Lleno de miedo el dominico echó a correr hacia el lugar donde estaba Pizarro, gritándole que atacara porque Atahualpa estaba hecho un Lucifer y listo a masacrar a todos. Pizarro vio que había llegado la hora. Agitó una bandera blanca, hizo una señal al escopeteros y poniéndose al frente de los suyos, se lanzó a la plaza al grito de «¡Santiago y a ellos!» el cual fue respondido por el grito de combate de todos y cada uno de los españoles que se hallaban en la ciudad, saliendo impetuosamente de los grandes salones en que estaban ocultos e invadiendo la plaza. Caballería e infantería en columna cerrada se arrojaron en medio de la muchedumbre de indios. Así empezó la masacre de Cajamarca… Xerez, el secretario de Pizarro dice que murieron dos mil indios, otros como Cristóbal de Mena asegura que pudieron ser de 6 000 a 7 000, Titu Cusi Yupanqui, uno de los incas de Vilcabamba en la relación que escribió dice que «no se escaparon más de mil doscientos». Entre los muertos se encontraba el “señor de Chincha”, uno de los cuatro señores que acompañaron al Inca en su ingreso a la plaza. En el lado español todos concuerdan en que no hubo ningún muerto, salvo algunos heridos entre ellos el propio Francisco Pizarro, herido por un español, en su mano derecha, probablemente Alonso de Mesa, cuando trató de evitar la descarga de una cuchillada sobre el Inka y su hermano Hernando caído al suelo por haber dado su caballo un traspiés.
Capturado el Inka y sin su Mascapaicha, quitada por Miguel de Estete, fue recluido en el Amaruhuasi o «Casa de la Serpiente», pues “tenia dentro una sierpe de piedra” (cronista Fernando de Montesinos).
Francisco Pizarro, al mando de un puñado de españoles, tómo la ciudad incaica de Cajamarca y, en horas de la tarde de ese día, logró la captura de Atahualpa, último inca del Cuzco; así se iniciaba el colapso del Tawantinsuyo. A propósito de esta fecha, intentaremos esbozar algunos rasgos de la personalidad de los conquistadores “peruleros” del siglo XVI.

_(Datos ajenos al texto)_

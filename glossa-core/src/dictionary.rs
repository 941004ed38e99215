//! Bilingual word dictionary and its flat-file loader
//!
//! Dictionary files hold one entry per line in the form `key, value`: the
//! key runs up to the first comma, a single space after the comma is
//! skipped, and the rest of the line is the value. Each line is parsed on
//! its own; nothing carries over from one line to the next.

use crate::error::{Error, Result};
use crate::token::END_OF_INPUT;
use serde::{Deserialize, Serialize};
use std::collections::hash_map::{self, HashMap};
use std::fs::File;
use std::io::{BufRead, BufReader, Cursor};
use std::path::Path;

/// Word-to-word mapping used during translation
#[derive(Debug, Clone, Default, PartialEq, Eq)]
pub struct Dictionary {
    entries: HashMap<String, String>,
}

impl Dictionary {
    /// Create an empty dictionary
    pub fn new() -> Self {
        Self::default()
    }

    /// Insert an entry, replacing any previous value for `key`
    pub fn insert(&mut self, key: impl Into<String>, value: impl Into<String>) -> Option<String> {
        self.entries.insert(key.into(), value.into())
    }

    /// Look up the translation of `key`
    pub fn get(&self, key: &str) -> Option<&str> {
        self.entries.get(key).map(String::as_str)
    }

    pub fn contains_key(&self, key: &str) -> bool {
        self.entries.contains_key(key)
    }

    pub fn len(&self) -> usize {
        self.entries.len()
    }

    pub fn is_empty(&self) -> bool {
        self.entries.is_empty()
    }

    /// Iterate over `(key, value)` pairs in arbitrary order
    pub fn iter(&self) -> Iter<'_> {
        Iter {
            inner: self.entries.iter(),
        }
    }
}

impl<K: Into<String>, V: Into<String>> FromIterator<(K, V)> for Dictionary {
    fn from_iter<T: IntoIterator<Item = (K, V)>>(iter: T) -> Self {
        let mut dictionary = Dictionary::new();
        for (key, value) in iter {
            dictionary.insert(key, value);
        }
        dictionary
    }
}

/// Iterator over dictionary entries
pub struct Iter<'a> {
    inner: hash_map::Iter<'a, String, String>,
}

impl<'a> Iterator for Iter<'a> {
    type Item = (&'a str, &'a str);

    fn next(&mut self) -> Option<Self::Item> {
        self.inner.next().map(|(k, v)| (k.as_str(), v.as_str()))
    }
}

/// Which column of the dictionary file is the lookup key
#[derive(Debug, Clone, Copy, PartialEq, Eq, Default, Serialize, Deserialize)]
#[serde(rename_all = "lowercase")]
pub enum Direction {
    /// Left column maps to right column
    #[default]
    Forward,
    /// Right column maps to left column
    Reverse,
}

/// Handling of non-empty lines without a comma
#[derive(Debug, Clone, Copy, PartialEq, Eq, Default, Serialize, Deserialize)]
#[serde(rename_all = "lowercase")]
pub enum MalformedEntryPolicy {
    /// Log and ignore the line
    #[default]
    Skip,
    /// Fail with [`Error::MalformedEntry`]
    Reject,
}

/// Counts gathered while loading a dictionary
#[derive(Debug, Clone, Copy, Default, PartialEq, Eq)]
pub struct LoadReport {
    /// Entries inserted (duplicates included)
    pub entries: usize,
    /// Blank lines ignored
    pub skipped_blank: usize,
    /// Lines without a comma
    pub skipped_malformed: usize,
    /// Lines with an empty key or value, or using the reserved sentinel text
    pub skipped_incomplete: usize,
}

enum ParsedLine<'a> {
    Blank,
    Malformed,
    Incomplete,
    Reserved,
    Entry(&'a str, &'a str),
}

fn parse_line(line: &str) -> ParsedLine<'_> {
    if line.trim().is_empty() {
        return ParsedLine::Blank;
    }
    let Some((key, rest)) = line.split_once(',') else {
        return ParsedLine::Malformed;
    };
    let value = rest.strip_prefix(' ').unwrap_or(rest);
    if key.is_empty() || value.is_empty() {
        return ParsedLine::Incomplete;
    }
    if key == END_OF_INPUT || value == END_OF_INPUT {
        return ParsedLine::Reserved;
    }
    ParsedLine::Entry(key, value)
}

/// Parametrised loader for `key, value` dictionary files
#[derive(Debug, Clone, Copy, Default, PartialEq, Eq)]
pub struct DictionaryLoader {
    direction: Direction,
    malformed: MalformedEntryPolicy,
}

impl DictionaryLoader {
    /// Loader with forward direction that skips malformed lines
    pub fn new() -> Self {
        Self::default()
    }

    /// Set the lookup direction
    pub fn direction(mut self, direction: Direction) -> Self {
        self.direction = direction;
        self
    }

    /// Set the malformed-line policy
    pub fn malformed_entries(mut self, policy: MalformedEntryPolicy) -> Self {
        self.malformed = policy;
        self
    }

    /// Load a dictionary file
    pub fn load_file(&self, path: impl AsRef<Path>) -> Result<Dictionary> {
        self.load_file_with_report(path).map(|(dictionary, _)| dictionary)
    }

    /// Load a dictionary file and report what was skipped
    pub fn load_file_with_report(&self, path: impl AsRef<Path>) -> Result<(Dictionary, LoadReport)> {
        let path = path.as_ref();
        let file = File::open(path).map_err(|source| Error::FileOpen {
            path: path.to_path_buf(),
            source,
        })?;
        log::debug!("loading dictionary from {}", path.display());
        self.load_reader_with_report(BufReader::new(file))
    }

    /// Load from any buffered reader
    pub fn load_reader<R: BufRead>(&self, reader: R) -> Result<Dictionary> {
        self.load_reader_with_report(reader).map(|(dictionary, _)| dictionary)
    }

    /// Load from any buffered reader and report what was skipped
    pub fn load_reader_with_report<R: BufRead>(&self, reader: R) -> Result<(Dictionary, LoadReport)> {
        let mut dictionary = Dictionary::new();
        let mut report = LoadReport::default();

        for (index, line) in reader.lines().enumerate() {
            let number = index + 1;
            let line = line.map_err(|source| Error::Read {
                line: number,
                source,
            })?;

            match parse_line(&line) {
                ParsedLine::Blank => report.skipped_blank += 1,
                ParsedLine::Malformed => match self.malformed {
                    MalformedEntryPolicy::Skip => {
                        log::warn!("skipping dictionary line {number}: no comma in {line:?}");
                        report.skipped_malformed += 1;
                    }
                    MalformedEntryPolicy::Reject => {
                        return Err(Error::MalformedEntry {
                            line: number,
                            content: line,
                        });
                    }
                },
                ParsedLine::Incomplete => {
                    log::debug!("skipping dictionary line {number}: empty key or value");
                    report.skipped_incomplete += 1;
                }
                ParsedLine::Reserved => {
                    log::warn!("skipping dictionary line {number}: {END_OF_INPUT:?} is reserved");
                    report.skipped_incomplete += 1;
                }
                ParsedLine::Entry(left, right) => {
                    let (key, value) = match self.direction {
                        Direction::Forward => (left, right),
                        Direction::Reverse => (right, left),
                    };
                    if let Some(previous) = dictionary.insert(key, value) {
                        log::debug!("dictionary line {number}: {key:?} remapped from {previous:?} to {value:?}");
                    }
                    report.entries += 1;
                }
            }
        }

        log::info!(
            "loaded {} dictionary entries ({} malformed, {} incomplete lines skipped)",
            dictionary.len(),
            report.skipped_malformed,
            report.skipped_incomplete
        );
        Ok((dictionary, report))
    }

    /// Parse dictionary text held in memory
    pub fn parse_str(&self, text: &str) -> Result<Dictionary> {
        self.load_reader(Cursor::new(text.as_bytes()))
    }
}

#[cfg(test)]
mod tests {
    use super::*;

    const SAMPLE: &str = "public, publiczny\nstatic, statyczny\nvoid, pustka\nthis, to\n";

    #[test]
    fn test_parse_forward() {
        let dictionary = DictionaryLoader::new().parse_str(SAMPLE).unwrap();
        assert_eq!(dictionary.len(), 4);
        assert_eq!(dictionary.get("static"), Some("statyczny"));
        assert_eq!(dictionary.get("statyczny"), None);
    }

    #[test]
    fn test_parse_reverse() {
        let dictionary = DictionaryLoader::new()
            .direction(Direction::Reverse)
            .parse_str(SAMPLE)
            .unwrap();
        assert_eq!(dictionary.get("pustka"), Some("void"));
        assert!(!dictionary.contains_key("void"));
    }

    #[test]
    fn test_last_write_wins() {
        let dictionary = DictionaryLoader::new()
            .parse_str("else, inaczej\nelse, jeszcze\n")
            .unwrap();
        assert_eq!(dictionary.len(), 1);
        assert_eq!(dictionary.get("else"), Some("jeszcze"));
    }

    #[test]
    fn test_split_on_first_comma() {
        let dictionary = DictionaryLoader::new().parse_str("a, b, c").unwrap();
        assert_eq!(dictionary.get("a"), Some("b, c"));
    }

    #[test]
    fn test_value_without_leading_space() {
        let dictionary = DictionaryLoader::new().parse_str("if,jeśli").unwrap();
        assert_eq!(dictionary.get("if"), Some("jeśli"));
    }

    #[test]
    fn test_only_one_space_is_skipped() {
        let dictionary = DictionaryLoader::new().parse_str("if,  jeśli").unwrap();
        assert_eq!(dictionary.get("if"), Some(" jeśli"));
    }

    #[test]
    fn test_blank_and_incomplete_lines_skipped() {
        let (dictionary, report) = DictionaryLoader::new()
            .load_reader_with_report(Cursor::new("\nwhile, podczas\n   \nnull, \n, pusty\n"))
            .unwrap();
        assert_eq!(dictionary.len(), 1);
        assert_eq!(report.entries, 1);
        assert_eq!(report.skipped_blank, 2);
        assert_eq!(report.skipped_incomplete, 2);
        assert!(!dictionary.contains_key("null"));
    }

    #[test]
    fn test_sentinel_text_never_inserted() {
        let text = format!("stop, {END_OF_INPUT}\n{END_OF_INPUT}, koniec\ngo, idź\n");
        let (dictionary, report) = DictionaryLoader::new()
            .load_reader_with_report(Cursor::new(text))
            .unwrap();
        assert_eq!(dictionary.len(), 1);
        assert_eq!(report.skipped_incomplete, 2);
        assert!(!dictionary.contains_key("stop"));
    }

    #[test]
    fn test_malformed_line_skipped_without_stale_state() {
        let (dictionary, report) = DictionaryLoader::new()
            .load_reader_with_report(Cursor::new("for, dla\nbroken line\nnew, nowy\n"))
            .unwrap();
        assert_eq!(report.skipped_malformed, 1);
        assert_eq!(dictionary.len(), 2);
        assert_eq!(dictionary.get("for"), Some("dla"));
        assert_eq!(dictionary.get("new"), Some("nowy"));
        assert!(dictionary.iter().all(|(k, _)| !k.contains("broken")));
    }

    #[test]
    fn test_malformed_line_rejected() {
        let result = DictionaryLoader::new()
            .malformed_entries(MalformedEntryPolicy::Reject)
            .parse_str("for, dla\nbroken line\n");
        match result {
            Err(Error::MalformedEntry { line, content }) => {
                assert_eq!(line, 2);
                assert_eq!(content, "broken line");
            }
            other => panic!("Expected MalformedEntry, got {other:?}"),
        }
    }

    #[test]
    fn test_crlf_dictionary_lines() {
        let dictionary = DictionaryLoader::new()
            .parse_str("true, prawda\r\nfalse, fałsz\r\n")
            .unwrap();
        assert_eq!(dictionary.get("false"), Some("fałsz"));
    }

    #[test]
    fn test_missing_file() {
        let result = DictionaryLoader::new().load_file("/nonexistent/dictionary.txt");
        assert!(matches!(result, Err(Error::FileOpen { .. })));
    }

    #[test]
    fn test_from_iterator() {
        let dictionary: Dictionary = [("Hello", "Witaj"), ("world", "świat")]
            .into_iter()
            .collect();
        assert_eq!(dictionary.len(), 2);
        assert_eq!(dictionary.get("world"), Some("świat"));
    }
}
//! End-to-end translation: tokenize, translate, detokenize
//!
//! # Example
//!
//! ```rust
//! use glossa_core::{Dictionary, Pipeline};
//!
//! let dictionary: Dictionary = [("Hello", "Witaj"), ("world", "świat")]
//!     .into_iter()
//!     .collect();
//! let pipeline = Pipeline::builder().dictionary(dictionary).build();
//!
//! let output = pipeline.translate_str("Hello, world!").unwrap();
//! assert_eq!(output, "Witaj, świat!\n");
//! ```

use crate::detokenizer::Detokenizer;
use crate::dictionary::{Dictionary, DictionaryLoader, Direction, MalformedEntryPolicy};
use crate::error::{Error, Result};
use crate::stream::{LineEndings, ReadErrorPolicy, TokenStream, TokenizerOptions};
use crate::translator::{TranslationStats, Translator};
use serde::{Deserialize, Serialize};
use std::fs::File;
use std::io::{BufRead, BufReader, BufWriter, Cursor, Write};
use std::path::Path;
use tempfile::NamedTempFile;

/// Every knob of a translation run
#[derive(Debug, Clone, Copy, PartialEq, Eq, Default, Serialize, Deserialize)]
#[serde(default)]
pub struct PipelineOptions {
    /// Tokenizer behaviour
    #[serde(flatten)]
    pub tokenizer: TokenizerOptions,
    /// Dictionary lookup direction
    pub direction: Direction,
    /// Dictionary malformed-line handling
    pub malformed_entries: MalformedEntryPolicy,
}

impl PipelineOptions {
    /// Dictionary loader configured from these options
    pub fn loader(&self) -> DictionaryLoader {
        DictionaryLoader::new()
            .direction(self.direction)
            .malformed_entries(self.malformed_entries)
    }
}

/// A configured translation run
#[derive(Debug, Clone, Default)]
pub struct Pipeline {
    translator: Translator,
    tokenizer: TokenizerOptions,
}

impl Pipeline {
    /// Create a pipeline from a translator and tokenizer options
    pub fn new(translator: Translator, tokenizer: TokenizerOptions) -> Self {
        Self {
            translator,
            tokenizer,
        }
    }

    /// Start building a pipeline
    pub fn builder() -> PipelineBuilder {
        PipelineBuilder::default()
    }

    /// Load the dictionary at `path` and build a pipeline from `options`
    pub fn from_dictionary_file(path: impl AsRef<Path>, options: PipelineOptions) -> Result<Self> {
        let dictionary = options.loader().load_file(path)?;
        Ok(Self::new(Translator::new(dictionary), options.tokenizer))
    }

    /// Translate everything from `reader` into `writer`
    pub fn run<R: BufRead, W: Write>(&self, reader: R, writer: W) -> Result<TranslationStats> {
        let stream = TokenStream::with_options(reader, self.tokenizer);
        let mut translated = self.translator.translate(stream);
        let mut detokenizer = Detokenizer::new(writer);
        let bytes = detokenizer.write_tokens(translated.by_ref())?;

        let stats = translated.stats();
        log::info!(
            "translated {} of {} words across {} lines ({bytes} bytes written)",
            stats.translated,
            stats.words,
            stats.lines
        );
        Ok(stats)
    }

    /// Translate the file at `input` into the file at `output`.
    ///
    /// The input is opened before the output is created, so a missing input
    /// never truncates an existing output file. When both paths name the
    /// same file the result goes to a temporary file in the same directory,
    /// which then replaces the input.
    pub fn run_files(
        &self,
        input: impl AsRef<Path>,
        output: impl AsRef<Path>,
    ) -> Result<TranslationStats> {
        let input = input.as_ref();
        let output = output.as_ref();

        let reader = File::open(input).map_err(|source| Error::FileOpen {
            path: input.to_path_buf(),
            source,
        })?;
        if is_same_file(input, output) {
            log::debug!("translating {} in place", input.display());
            return self.run_in_place(BufReader::new(reader), output);
        }

        let writer = File::create(output).map_err(|source| Error::FileOpen {
            path: output.to_path_buf(),
            source,
        })?;

        log::debug!("translating {} -> {}", input.display(), output.display());
        self.run(BufReader::new(reader), BufWriter::new(writer))
    }

    fn run_in_place<R: BufRead>(&self, reader: R, path: &Path) -> Result<TranslationStats> {
        let dir = match path.parent() {
            Some(parent) if !parent.as_os_str().is_empty() => parent,
            _ => Path::new("."),
        };
        let temp = NamedTempFile::new_in(dir).map_err(|source| Error::FileOpen {
            path: dir.to_path_buf(),
            source,
        })?;

        let stats = self.run(reader, BufWriter::new(temp.as_file()))?;
        temp.persist(path).map_err(|e| Error::Write(e.error))?;
        Ok(stats)
    }

    /// Translate an in-memory string
    pub fn translate_str(&self, text: &str) -> Result<String> {
        let mut output = Vec::with_capacity(text.len() + 1);
        self.run(Cursor::new(text.as_bytes()), &mut output)?;
        String::from_utf8(output)
            .map_err(|e| Error::InvalidArgument(format!("translated output is not UTF-8: {e}")))
    }
}

/// True when both paths resolve to one existing file
fn is_same_file(a: &Path, b: &Path) -> bool {
    match (a.canonicalize(), b.canonicalize()) {
        (Ok(a), Ok(b)) => a == b,
        _ => false,
    }
}

/// Builder for [`Pipeline`]
#[derive(Debug, Default)]
pub struct PipelineBuilder {
    dictionary: Dictionary,
    tokenizer: TokenizerOptions,
}

impl PipelineBuilder {
    /// Set the dictionary
    pub fn dictionary(mut self, dictionary: Dictionary) -> Self {
        self.dictionary = dictionary;
        self
    }

    /// Set the line-terminator representation
    pub fn line_endings(mut self, line_endings: LineEndings) -> Self {
        self.tokenizer.line_endings = line_endings;
        self
    }

    /// Set the read-failure policy
    pub fn read_errors(mut self, policy: ReadErrorPolicy) -> Self {
        self.tokenizer.read_errors = policy;
        self
    }

    /// Build the pipeline
    pub fn build(self) -> Pipeline {
        Pipeline::new(Translator::new(self.dictionary), self.tokenizer)
    }
}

La invasión del Perú, auspiciada oficialmente por la Corona en la Capitulación de Toledo, fue, en esencia, una iniciativa privada, financiada y dirigida por Francisco Pizarro y sus socios. Los primeros soldados para realizar la empresa fueron reclutados en Panamá y en Trujillo de Extremadura, tierra de la familia Pizarro. Castellanos, extremeños y andaluces, en su mayoría, estos aventureros no eran ni aristócratas ni gente ilustrada, sino jóvenes guerreros, algunos de ellos pequeños hidalgos, que no tenían medios económicos y que habían pasado al Nuevo Mundo con la ilusión de encontrar grandes riquezas y vivir nuevas aventuras. Cuando llegaron al Tawantinsuyo, tierra que de alguna forma reflejaba la que pintaban las fabulosas novelas de caballería y que algunos cronistas llegaron a comparar con el Imperio Romano, estos soldados de beneficiaron de increíbles botines de oro y plata, especialmente los recaudados en Cajamarca, Pachacamac y Cuzco. Además, en vista de haber colaborado en los decisivos episodios de la conquista, pudieron contar con sus encomiendas de indios, que, gracias a la mano de obra gratuita de los nativos, les permitió aprovechar los recursos naturales de la nueva tierra y construir sólidas fortunas.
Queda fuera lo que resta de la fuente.